Se, por um lado, João Lourenço respondeu a uma questão que tem sido vezes sem conta colocada sobre a mesa, por outro, abriu caminho para outras interpretações não menos importantes sobre a necessidade de uma viragem que, de facto, não só se limita a uma única figura mas a um problema sistémico que foi a governação angolana.

É claro que os problemas de Angola não se esgotam na governação enquanto exercício político como tal, mas sobretudo nos mecanismos que dão forma a esta mesma governação. E, neste sentido, existem aqui questões bastante estruturantes que são de todo indispensáveis para podermos mais tarde começar a falar numa alteração ou mudança, se quisermos, do sistema.

Uma das alegações categóricas de João Lourenço é a de que, por conhecer bem o sistema, está em melhores condições para alterá-lo. Ou seja, o que nos quer dizer é que só quem esteve e conhece todos os esquemas fraudulentos que deram lugar à ingovernabilidade é que estaria ou está em condições de fazer toda a diferença.

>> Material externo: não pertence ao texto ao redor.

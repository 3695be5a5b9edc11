//! Character-level data: LaTeX escapes and symbol replacements

use phf::phf_map;

/// LaTeX text-mode escapes for the ten special characters.
///
/// Looked up one character at a time, so no replacement is ever re-scanned.
pub static LATEX_ESCAPES: phf::Map<char, &'static str> = phf_map! {
    '\\' => "\\textbackslash{}",
    '&' => "\\&",
    '%' => "\\%",
    '$' => "\\$",
    '#' => "\\#",
    '_' => "\\_",
    '{' => "\\{",
    '}' => "\\}",
    '~' => "\\textasciitilde{}",
    '^' => "\\textasciicircum{}",
};

/// Replacements applied to already-escaped text when symbol replacement is
/// enabled. Order matters: entries carrying a variation selector come before
/// their bare form. Control words end in `{}` so following letters stay text.
pub static SYMBOL_REPLACEMENTS: &[(&str, &str)] = &[
    ("[x]", "\\textbf{[x]}"),
    ("[ ]", "\\textbf{[ ]}"),
    ("✅", "\\checkmark{}"),
    ("⚠️", "!"),
    ("⚠", "!"),
    ("🔒", "\\faLock{}"),
    ("🎓", "\\faGraduationCap{}"),
    ("🧠", "\\faBrain{}"),
    ("👶", "\\faChild{}"),
    ("🍼", "\\faChild{}"),
    ("⚖️", "\\faBalanceScale{}"),
    ("💼", "\\faBriefcase{}"),
    ("📚", "\\faBook{}"),
    ("🎭", "\\faExclamationTriangle{}"),
    ("🛠️", "\\faWrench{}"),
    ("📝", "\\faPencilSquareO{}"),
    ("🥊", "\\faGavel{}"),
    ("🧮", "\\faCalculator{}"),
];

/// Apply [`SYMBOL_REPLACEMENTS`] to escaped text.
pub fn apply_symbol_replacements(text: &str) -> String {
    let mut result = text.to_string();
    for (symbol, latex) in SYMBOL_REPLACEMENTS {
        if result.contains(symbol) {
            result = result.replace(symbol, latex);
        }
    }
    result
}
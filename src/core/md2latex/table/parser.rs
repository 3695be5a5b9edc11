//! Pipe table row splitting and normalization

use lazy_static::lazy_static;
use regex::Regex;

lazy_static! {
    /// One cell of a separator row: `---`, `:--`, `--:`, `:-:`
    static ref SEPARATOR_CELL: Regex = Regex::new(r"^:?-+:?$").unwrap();
}

/// Column alignment taken from the separator row
#[derive(Debug, Clone, Copy, PartialEq, Eq, Default)]
pub enum ColumnAlign {
    #[default]
    Default,
    Left,
    Center,
    Right,
}

impl ColumnAlign {
    /// Parse one separator cell
    pub fn from_separator(cell: &str) -> Self {
        let cell = cell.trim();
        match (cell.starts_with(':'), cell.ends_with(':')) {
            (true, true) => ColumnAlign::Center,
            (true, false) => ColumnAlign::Left,
            (false, true) => ColumnAlign::Right,
            (false, false) => ColumnAlign::Default,
        }
    }

    /// Convert to LaTeX column specification character
    pub fn to_latex_char(&self) -> char {
        match self {
            ColumnAlign::Default | ColumnAlign::Left => 'l',
            ColumnAlign::Center => 'c',
            ColumnAlign::Right => 'r',
        }
    }
}

/// A body row whose field count differed from the header's
#[derive(Debug, Clone, Copy, PartialEq, Eq)]
pub struct RowMismatch {
    /// Index into the buffered lines (0 = header)
    pub line_index: usize,
    /// Fields found before padding/truncation
    pub found: usize,
}

/// A parsed pipe table with every body row normalized to the header width
#[derive(Debug, Clone, PartialEq, Eq)]
pub struct MarkdownTable {
    /// Raw header cell texts
    pub header: Vec<String>,
    /// One alignment per column
    pub alignments: Vec<ColumnAlign>,
    /// Raw body cell texts, `header.len()` cells each
    pub rows: Vec<Vec<String>>,
    /// Whether the second line was a well-formed separator row
    pub has_separator: bool,
    /// Body rows that had to be padded or truncated
    pub mismatches: Vec<RowMismatch>,
}

impl MarkdownTable {
    /// Parse buffered table lines.
    ///
    /// Returns `None` when fewer than two lines were buffered; the caller
    /// passes such input through unchanged.
    pub fn parse<S: AsRef<str>>(lines: &[S]) -> Option<Self> {
        if lines.len() < 2 {
            return None;
        }

        let header = split_row(lines[0].as_ref());
        let col_count = header.len();

        // The second line is discarded either way; alignments are only
        // trusted when it really is a separator row.
        let parsed_alignments = parse_alignment_row(lines[1].as_ref());
        let has_separator = parsed_alignments.is_some();
        let mut alignments = parsed_alignments.unwrap_or_default();
        alignments.resize(col_count, ColumnAlign::Default);

        let mut rows = Vec::with_capacity(lines.len() - 2);
        let mut mismatches = Vec::new();
        for (offset, line) in lines[2..].iter().enumerate() {
            let mut cells = split_row(line.as_ref());
            if cells.len() != col_count {
                mismatches.push(RowMismatch {
                    line_index: offset + 2,
                    found: cells.len(),
                });
                cells.resize(col_count, String::new());
            }
            rows.push(cells);
        }

        Some(MarkdownTable {
            header,
            alignments,
            rows,
            has_separator,
            mismatches,
        })
    }

    /// Number of columns (header field count)
    pub fn col_count(&self) -> usize {
        self.header.len()
    }

    /// Lower-cased header text, used for layout rule matching
    pub fn header_text(&self) -> String {
        self.header.join(" ").to_lowercase()
    }
}

/// Split a pipe row into trimmed cells.
///
/// Exactly one leading and one trailing `|` are removed before splitting.
pub fn split_row(line: &str) -> Vec<String> {
    let trimmed = line.trim();
    let trimmed = trimmed.strip_prefix('|').unwrap_or(trimmed);
    let trimmed = trimmed.strip_suffix('|').unwrap_or(trimmed);
    trimmed.split('|').map(|cell| cell.trim().to_string()).collect()
}

/// Parse a separator row, returning `None` if any cell is not a separator.
pub fn parse_alignment_row(line: &str) -> Option<Vec<ColumnAlign>> {
    let cells = split_row(line);
    if cells.iter().all(|c| SEPARATOR_CELL.is_match(c)) {
        Some(cells.iter().map(|c| ColumnAlign::from_separator(c)).collect())
    } else {
        None
    }
}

A afirmação, se vista num único prisma, o da governação, pode parecer inocente, mas há um outro lado da questão que precisa de ser devidamente esclarecida: a questão dos mecanismos do poder.

Ao assumir e admitir que "todos fizeram parte do sistema", ou seja, referindo-se a todos aqueles afectos a uma elite política que se fez também económica e que dominou o quadro dos mecanismos governativos que tinham em mãos o Poder Político, o Presidente da República fê-lo com a clara intenção de limitar o alcance dos tentáculos do tal sistema à acção política. Tê-lo-á feito em consciência, com o propósito de minimizar o impacto legal da acção política, legitimada por um outro poder?!

Um problema que hoje se põe e que está muito longe de parecer uma mera birra política é a eleição do novo presidente do Conselho Nacional Eleitoral, cujos meandros do relatório foram por este semanário publicado na sua última edição.

Prova mais do que evidente de que estamos perante um quadro em que o sistema não mudou, tal como diz o Presidente João Lourenço na entrevista à DW. E prova que não mudou é que, mesmo diante de uma providência cautelar, a Assembleia Nacional já veio a terreiro dizer que vai dar posse ao candidato vencedor do processo manchado por alegadas irregularidades e inconstitucionalidades.

Como compreender, neste sentido, que o sistema mudou se os mecanismos que levam ou que legitimam o Poder Político no país estão não só sob forte suspeição, como atentam contra um princípio importantíssimo: o princípio da legalidade?

Como compreender que o sistema mudou se a mesma Assembleia Nacional, que não é um órgão executivo, mas que se furtou de fiscalizar este último por sua livre iniciativa, não vê com os olhos de ver todo um conjunto de questões que se levantam em torno do processo electivo do novo presidente da CNE?

Uma mudança em Angola que queira granjear algum sentido de razoabilidade deve ser acima de tudo transparente e estar longe de qualquer indicador fraudulento, como de resto vão sendo os processos eleitorais no país. Uma democracia só o é se a vontade expressa nas urnas constituir o principal instrumento legitimado da acção governativa. Nenhum sistema muda por ter novos actores... Os sistemas mudam quando há uma alteração do paradigma, não apenas no plano das ideias mas sobretudo no da concretização dos objectivos enunciados. Dizer só que o sistema não é o mesmo não o torna imune de actos fraudulentos.